### YOUR OBJECTIVE
Please retype the records below exactly as they stand.

### MATERIALS PROVIDED
************

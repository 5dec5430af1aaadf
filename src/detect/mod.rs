mod backend;
pub mod backends;
mod registry;
mod result;
pub mod yolo;

pub use backend::DetectorBackend;
pub use backends::{BlockNumberBackend, FixedRegionPlateBackend, HsvSignBackend};
pub use registry::BackendRegistry;
pub use result::Detection;

#[cfg(feature = "backend-tract")]
pub use backends::YoloPlateBackend;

************

### ANSWER TO THE EXERCISE
repository 5dec5430af1aaadf
filename src/detect/mod.rs
mod backend;
pub mod backends;
mod registry;
mod result;
pub mod yolo;

pub use backend::DetectorBackend;
pub use backends::{BlockNumberBackend, FixedRegionPlateBackend, HsvSignBackend};
pub use registry::BackendRegistry;
pub use result::Detection;

#[cfg(feature = "backend-tract")]
pub use backends::YoloPlateBackend;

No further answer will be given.